Parents who wrote in other topics of interest identified the need for information on health insurance, community recreation programs, independent living, transportation and mobility, and respite care.

Access. The ways in which the highest percentage of parents indicated that they would be “somewhat likely” or “likely” to access resources were: parent handbook (83%), printed fact sheets and resource guides (80%), and downloadable fact sheets and resources guides (79%).
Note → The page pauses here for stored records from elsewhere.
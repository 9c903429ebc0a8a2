//! Benchmarks for packet framing, the page cache and file streams

use criterion::{black_box, criterion_group, criterion_main, BenchmarkId, Criterion};
use rand::{Rng, SeedableRng};
use std::io::{Read, Write};
use std::sync::Arc;
use wirefs::core::allocator::BitmapPlacement;
use wirefs::core::header::{FsLayout, PointerWidth};
use wirefs::core::page::{decode_packet, encode_packet};
use wirefs::sim::{SimBus, SimDevice};
use wirefs::{CacheRegistry, Device, DeviceAddress, MemoryCache, PageId, WireFile, WireFsConfig};

const ADDR: DeviceAddress = DeviceAddress(0x2D00_0000_0000_0C01);

fn random_bytes(len: usize) -> Vec<u8> {
    let mut rng = rand::rngs::StdRng::seed_from_u64(0x5EED);
    (0..len).map(|_| rng.gen()).collect()
}

fn benchmark_packet(c: &mut Criterion) {
    let mut group = c.benchmark_group("packet");
    let data = random_bytes(29);

    group.bench_function("encode", |b| {
        b.iter(|| encode_packet(black_box(&data), black_box(7)));
    });

    let packet = encode_packet(&data, 7);
    group.bench_function("decode", |b| {
        b.iter(|| decode_packet(black_box(&packet), black_box(7)).map(|d| d.len()));
    });

    group.finish();
}

fn benchmark_cache_sync(c: &mut Criterion) {
    let mut group = c.benchmark_group("cache_write_sync");

    for pages in [16usize, 64, 256].iter() {
        group.bench_with_input(BenchmarkId::from_parameter(pages), pages, |b, &pages| {
            let devices: Vec<Box<dyn Device>> =
                vec![Box::new(SimDevice::rewritable(ADDR, pages, 32))];
            let mut cache = MemoryCache::new(devices, WireFsConfig::default()).unwrap();
            let data = random_bytes(28);
            b.iter(|| {
                for page in 0..pages {
                    cache.write_page_packet(PageId::from_index(page), &data).unwrap();
                }
                cache.sync().unwrap();
            });
        });
    }

    group.finish();
}

fn benchmark_write_once_redirect(c: &mut Criterion) {
    c.bench_function("write_once_redirect", |b| {
        b.iter(|| {
            let device = SimDevice::write_once(ADDR, 64, 32);
            let devices: Vec<Box<dyn Device>> = vec![Box::new(device)];
            let mut cache = MemoryCache::new(devices, WireFsConfig::default()).unwrap();
            cache.set_layout(Some(FsLayout {
                width: PointerWidth::One,
                multi_device: false,
                bitmap: BitmapPlacement::Engine,
            }));
            cache.load_bitmap().unwrap();
            let page = cache.allocate_page().unwrap();
            for pattern in [0x0Fu8, 0xF0, 0x3C] {
                cache.write_page_packet(page, &[pattern; 8]).unwrap();
                cache.sync().unwrap();
            }
            black_box(cache.stats().redirects)
        });
    });
}

fn benchmark_file_stream(c: &mut Criterion) {
    let mut group = c.benchmark_group("file_stream");

    for size in [256usize, 2048].iter() {
        let bus = Arc::new(SimBus::new(vec![SimDevice::rewritable(ADDR, 256, 32)]));
        let registry = CacheRegistry::new(bus, WireFsConfig::default());
        let root = WireFile::new(registry, &[ADDR], "/").unwrap();
        root.format().unwrap();
        let file = root.child("BENCH.0").unwrap();
        let data = random_bytes(*size);

        group.bench_with_input(BenchmarkId::new("write", size), &data, |b, data| {
            b.iter(|| {
                let mut writer = file.writer(false).unwrap();
                writer.write_all(data).unwrap();
                writer.close().unwrap();
            });
        });

        group.bench_with_input(BenchmarkId::new("read", size), &data, |b, data| {
            b.iter(|| {
                let mut back = Vec::with_capacity(data.len());
                file.reader().unwrap().read_to_end(&mut back).unwrap();
                black_box(back.len())
            });
        });
    }

    group.finish();
}

criterion_group!(
    benches,
    benchmark_packet,
    benchmark_cache_sync,
    benchmark_write_once_redirect,
    benchmark_file_stream
);
criterion_main!(benches);
//! Directory entry records
//!
//! On the device an entry is `[name; 4][extension][start; N][pages; N]`. In
//! memory it is an [`EntryRecord`]; bytes only exist at the page boundary.

use crate::core::error::{Result, WireFsError};
use crate::core::header::PointerWidth;
use crate::core::page::PageId;
use std::fmt;

/// Characters in an entry name
pub const NAME_LEN: usize = 4;

/// Largest extension of a file
pub const MAX_FILE_EXTENSION: u8 = 125;

const EXT_UNTYPED: u8 = 0x7E;
const EXT_DIRECTORY: u8 = 0x7F;

/// Extension / type byte of an entry
#[derive(Debug, Clone, Copy, PartialEq, Eq, Hash)]
pub enum EntryKind {
    File(u8),
    Directory,
    /// Path component given without an extension, not yet bound to a type
    Untyped,
}

impl EntryKind {
    pub fn from_byte(byte: u8) -> Option<Self> {
        match byte {
            0..=MAX_FILE_EXTENSION => Some(EntryKind::File(byte)),
            EXT_DIRECTORY => Some(EntryKind::Directory),
            EXT_UNTYPED => Some(EntryKind::Untyped),
            _ => None,
        }
    }

    pub fn to_byte(self) -> u8 {
        match self {
            EntryKind::File(ext) => ext,
            EntryKind::Directory => EXT_DIRECTORY,
            EntryKind::Untyped => EXT_UNTYPED,
        }
    }

    pub fn is_file(self) -> bool {
        matches!(self, EntryKind::File(_))
    }

    pub fn is_directory(self) -> bool {
        self == EntryKind::Directory
    }
}

/// Name plus type of one path component or directory entry
#[derive(Debug, Clone, Copy, PartialEq, Eq, Hash)]
pub struct EntryName {
    name: [u8; NAME_LEN],
    kind: EntryKind,
}

impl EntryName {
    /// `name` must already be validated: 1 to 4 printable ASCII characters
    pub(crate) fn new(name: &str, kind: EntryKind) -> Self {
        let mut bytes = [b' '; NAME_LEN];
        for (slot, byte) in bytes.iter_mut().zip(name.bytes()) {
            *slot = byte;
        }
        EntryName { name: bytes, kind }
    }

    pub fn kind(&self) -> EntryKind {
        self.kind
    }

    /// Same name and extension but a different type
    pub fn with_kind(&self, kind: EntryKind) -> Self {
        EntryName {
            name: self.name,
            kind,
        }
    }

    /// Name without the space padding
    pub fn name(&self) -> String {
        String::from_utf8_lossy(&self.name).trim_end().to_string()
    }

    pub fn name_bytes(&self) -> &[u8; NAME_LEN] {
        &self.name
    }

    /// Case-insensitive match of a path component against a stored entry.
    /// An untyped component only names a directory.
    pub fn matches(&self, entry: &EntryName) -> bool {
        if !self.name.eq_ignore_ascii_case(&entry.name) {
            return false;
        }
        match self.kind {
            EntryKind::Untyped => entry.kind == EntryKind::Directory,
            kind => kind == entry.kind,
        }
    }
}

impl fmt::Display for EntryName {
    fn fmt(&self, f: &mut fmt::Formatter<'_>) -> fmt::Result {
        match self.kind {
            EntryKind::File(ext) => write!(f, "{}.{}", self.name(), ext),
            _ => write!(f, "{}", self.name()),
        }
    }
}

/// One directory entry
#[derive(Debug, Clone, Copy, PartialEq, Eq)]
pub struct EntryRecord {
    pub name: EntryName,
    pub start: PageId,
    pub pages: u32,
}

impl EntryRecord {
    pub fn new(name: EntryName, start: PageId, pages: u32) -> Self {
        EntryRecord { name, start, pages }
    }

    pub fn is_directory(&self) -> bool {
        self.name.kind.is_directory()
    }

    pub fn encode(&self, width: PointerWidth) -> Vec<u8> {
        let n = width.bytes();
        let mut out = vec![0u8; width.entry_len()];
        out[..NAME_LEN].copy_from_slice(&self.name.name);
        out[NAME_LEN] = self.name.kind.to_byte();
        width.write(self.start.0, &mut out[NAME_LEN + 1..NAME_LEN + 1 + n]);
        width.write(self.pages, &mut out[NAME_LEN + 1 + n..NAME_LEN + 1 + 2 * n]);
        out
    }

    pub fn decode(bytes: &[u8], width: PointerWidth) -> Result<Self> {
        let n = width.bytes();
        if bytes.len() < width.entry_len() {
            return Err(WireFsError::InvalidFilesystem(format!(
                "truncated directory entry ({} bytes)",
                bytes.len()
            )));
        }
        let kind = match EntryKind::from_byte(bytes[NAME_LEN]) {
            Some(EntryKind::Untyped) | None => {
                return Err(WireFsError::InvalidFilesystem(format!(
                    "bad entry type byte 0x{:02X}",
                    bytes[NAME_LEN]
                )))
            }
            Some(kind) => kind,
        };
        let mut name = [0u8; NAME_LEN];
        name.copy_from_slice(&bytes[..NAME_LEN]);
        Ok(EntryRecord {
            name: EntryName { name, kind },
            start: PageId(width.read(&bytes[NAME_LEN + 1..])),
            pages: width.read(&bytes[NAME_LEN + 1 + n..]),
        })
    }
}

#[cfg(test)]
mod tests {
    use super::*;

    #[test]
    fn test_kind_bytes() {
        assert_eq!(EntryKind::from_byte(0), Some(EntryKind::File(0)));
        assert_eq!(EntryKind::from_byte(125), Some(EntryKind::File(125)));
        assert_eq!(EntryKind::from_byte(0x7F), Some(EntryKind::Directory));
        assert_eq!(EntryKind::from_byte(0x7E), Some(EntryKind::Untyped));
        assert_eq!(EntryKind::from_byte(0x80), None);
    }

    #[test]
    fn test_record_layout() {
        let record = EntryRecord::new(
            EntryName::new("AB", EntryKind::File(7)),
            PageId(0x0102),
            3,
        );
        let bytes = record.encode(PointerWidth::Two);
        assert_eq!(bytes, vec![b'A', b'B', b' ', b' ', 7, 0x02, 0x01, 3, 0]);
        assert_eq!(EntryRecord::decode(&bytes, PointerWidth::Two).unwrap(), record);
    }

    #[test]
    fn test_decode_rejects_untyped() {
        let mut bytes = EntryRecord::new(EntryName::new("X", EntryKind::Directory), PageId(1), 0)
            .encode(PointerWidth::One);
        bytes[NAME_LEN] = 0x7E;
        assert!(EntryRecord::decode(&bytes, PointerWidth::One).is_err());
    }

    #[test]
    fn test_matching_is_case_insensitive() {
        let stored = EntryName::new("DEMO", EntryKind::File(0));
        assert!(EntryName::new("demo", EntryKind::File(0)).matches(&stored));
        assert!(!EntryName::new("DEMO", EntryKind::File(1)).matches(&stored));
    }

    #[test]
    fn test_untyped_names_directories_only() {
        let dir = EntryName::new("SUB", EntryKind::Directory);
        let file = EntryName::new("SUB", EntryKind::File(0));
        let probe = EntryName::new("sub", EntryKind::Untyped);
        assert!(probe.matches(&dir));
        assert!(!probe.matches(&file));
    }

    #[test]
    fn test_display() {
        assert_eq!(EntryName::new("AB", EntryKind::File(12)).to_string(), "AB.12");
        assert_eq!(EntryName::new("DIR", EntryKind::Directory).to_string(), "DIR");
    }
}
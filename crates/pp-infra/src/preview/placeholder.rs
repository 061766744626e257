//! Synthesized placeholder previews for packages without an embedded thumbnail.

use std::io::Cursor;

use image::{ImageError, ImageFormat, Rgba, RgbaImage};

use super::glyphs::{glyph, GLYPH_HEIGHT, GLYPH_WIDTH};

pub const PLACEHOLDER_WIDTH: u32 = 512;
pub const PLACEHOLDER_HEIGHT: u32 = 288;

/// Subheading used when no title could be extracted.
pub const MISSING_TITLE: &str = "Preview not available";

const BACKGROUND: Rgba<u8> = Rgba([24, 30, 54, 255]);
const ACCENT: Rgba<u8> = Rgba([0, 173, 181, 255]);
const HEADING_COLOR: Rgba<u8> = Rgba([255, 255, 255, 255]);
const SUBTITLE_COLOR: Rgba<u8> = Rgba([200, 205, 220, 255]);
const ACCENT_BAR_HEIGHT: u32 = 6;

#[derive(Debug, Clone, Copy)]
struct TextBox {
    x: u32,
    y: u32,
    width: u32,
    height: u32,
    scale: u32,
}

const HEADING_BOX: TextBox = TextBox {
    x: 16,
    y: 16,
    width: PLACEHOLDER_WIDTH - 32,
    height: 80,
    scale: 3,
};

const SUBTITLE_BOX: TextBox = TextBox {
    x: 16,
    y: 100,
    width: PLACEHOLDER_WIDTH - 32,
    height: PLACEHOLDER_HEIGHT - 116,
    scale: 2,
};

impl TextBox {
    fn advance(&self) -> u32 {
        (GLYPH_WIDTH + 1) * self.scale
    }

    fn line_height(&self) -> u32 {
        (GLYPH_HEIGHT + 1) * self.scale
    }

    // The trailing column gap of the last glyph may overhang the box.
    fn max_chars(&self) -> usize {
        ((self.width + self.scale) / self.advance()).max(1) as usize
    }

    fn max_lines(&self) -> usize {
        ((self.height + self.scale) / self.line_height()) as usize
    }
}

/// Render the 512×288 placeholder: dark background, accent bar along the
/// bottom, `heading` (the file stem) and `subtitle` or [`MISSING_TITLE`].
pub fn render_placeholder(heading: &str, subtitle: Option<&str>) -> RgbaImage {
    let mut image = RgbaImage::from_pixel(PLACEHOLDER_WIDTH, PLACEHOLDER_HEIGHT, BACKGROUND);

    for y in PLACEHOLDER_HEIGHT - ACCENT_BAR_HEIGHT..PLACEHOLDER_HEIGHT {
        for x in 0..PLACEHOLDER_WIDTH {
            image.put_pixel(x, y, ACCENT);
        }
    }

    draw_text(&mut image, heading, &HEADING_BOX, HEADING_COLOR);
    draw_text(
        &mut image,
        subtitle.unwrap_or(MISSING_TITLE),
        &SUBTITLE_BOX,
        SUBTITLE_COLOR,
    );
    image
}

pub fn encode_png(image: &RgbaImage) -> Result<Vec<u8>, ImageError> {
    let mut bytes = Vec::new();
    image.write_to(&mut Cursor::new(&mut bytes), ImageFormat::Png)?;
    Ok(bytes)
}

/// Greedy word wrap; words longer than a line are split.
fn wrap(text: &str, max_chars: usize) -> Vec<String> {
    let mut lines = Vec::new();
    let mut line = String::new();
    let mut line_len = 0;

    for word in text.split_whitespace() {
        let chars: Vec<char> = word.chars().collect();
        for chunk in chars.chunks(max_chars) {
            let needed = if line_len == 0 { chunk.len() } else { line_len + 1 + chunk.len() };
            if needed > max_chars && line_len > 0 {
                lines.push(std::mem::take(&mut line));
                line_len = 0;
            }
            if line_len > 0 {
                line.push(' ');
                line_len += 1;
            }
            line.extend(chunk);
            line_len += chunk.len();
        }
    }
    if line_len > 0 {
        lines.push(line);
    }
    lines
}

fn draw_text(image: &mut RgbaImage, text: &str, area: &TextBox, color: Rgba<u8>) {
    for (row, line) in wrap(text, area.max_chars())
        .iter()
        .take(area.max_lines())
        .enumerate()
    {
        let y = area.y + row as u32 * area.line_height();
        for (col, ch) in line.chars().enumerate() {
            let x = area.x + col as u32 * area.advance();
            draw_glyph(image, ch, x, y, area.scale, color);
        }
    }
}

fn draw_glyph(image: &mut RgbaImage, ch: char, x: u32, y: u32, scale: u32, color: Rgba<u8>) {
    for (cx, column) in glyph(ch).iter().enumerate() {
        for cy in 0..GLYPH_HEIGHT {
            if (*column >> cy) & 1 == 0 {
                continue;
            }
            let px = x + cx as u32 * scale;
            let py = y + cy * scale;
            for dy in 0..scale {
                for dx in 0..scale {
                    if px + dx < image.width() && py + dy < image.height() {
                        image.put_pixel(px + dx, py + dy, color);
                    }
                }
            }
        }
    }
}
use crate::app_dirs::AppDirs;
use crate::ports::errors::AppDirsError;

pub trait AppDirsPort: Send + Sync {
    fn get_app_dirs(&self) -> Result<AppDirs, AppDirsError>;
}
These findings suggest that conferences and workshops should not be the primary or sole avenue for accessing resources. Parent interest in technology-based resources varied across education level and community type. Although some parents regarded technological access as helpful (e.g., apps on smartphones, tablets, or interactive websites), they also welcomed more traditional ways of accessing information through print materials. The latter was especially true for families in rural communities. Taken together, these findings emphasize the importance of offering multiple ways for families to access information.

Networks. Formal and informal personal networks are a significant support for families. With regard to networks for helping daughters or sons find a job, preferred networks were: someone from a local disability organization (79%), someone from a disability employment provider (76%), a friend (65%), someone from the school system (62%), someone from a faith community (61%), a family member or relative (61%).

These findings confirm that both formal supports from disability-related service providers and informal or natural supports of family members, friends, and faith community are valued and should be considered in meeting family needs.

Information needs across the lifespan

The research team found consistent differences in ratings of parents of children and youth compared with those of parents of adults. Practitioners and policy makers urgently need “to consider the different needs and interests when supporting parents to, through, and beyond the post-school transition for their son or daughter . . . . it is clear a constellation of partners and entities from early childhood to school-based to adult services are needed to deliver this information to families in advance rather ‘just in time.’” (p.356).


Based on findings, the research team offered three recommendations for practice and policy.

First, it is essential that schools, agencies, disability organizations, and other groups should consider how best to align the resources, workshops, and other materials they produce in ways that address the individualized needs of parents across the state.

Second, these same groups should reflect on the ways in which they disseminate these resources and materials so that they effectively reach every family in Tennessee and address their diverse needs.

The third recommendation relates to the wide variety of disability-related personnel preparation programs in universities and colleges, which need to emphasize “parents’ unique perspectives, concerns, and priorities regarding employment and community involvements for their son or daughter, as well as the resources parents find most helpful….” (p. 357).

Gilson, C. B., Bethune, L. K., Carter, E. W., & McMillan, E. D. (2017). Informing and equipping parents of people with intellectual and developmental disabilities. Intellectual and Developmental Disabilities, 55: 5, 347-360.

Jan Rosemergy is VKC Director of Communications and Dissemination.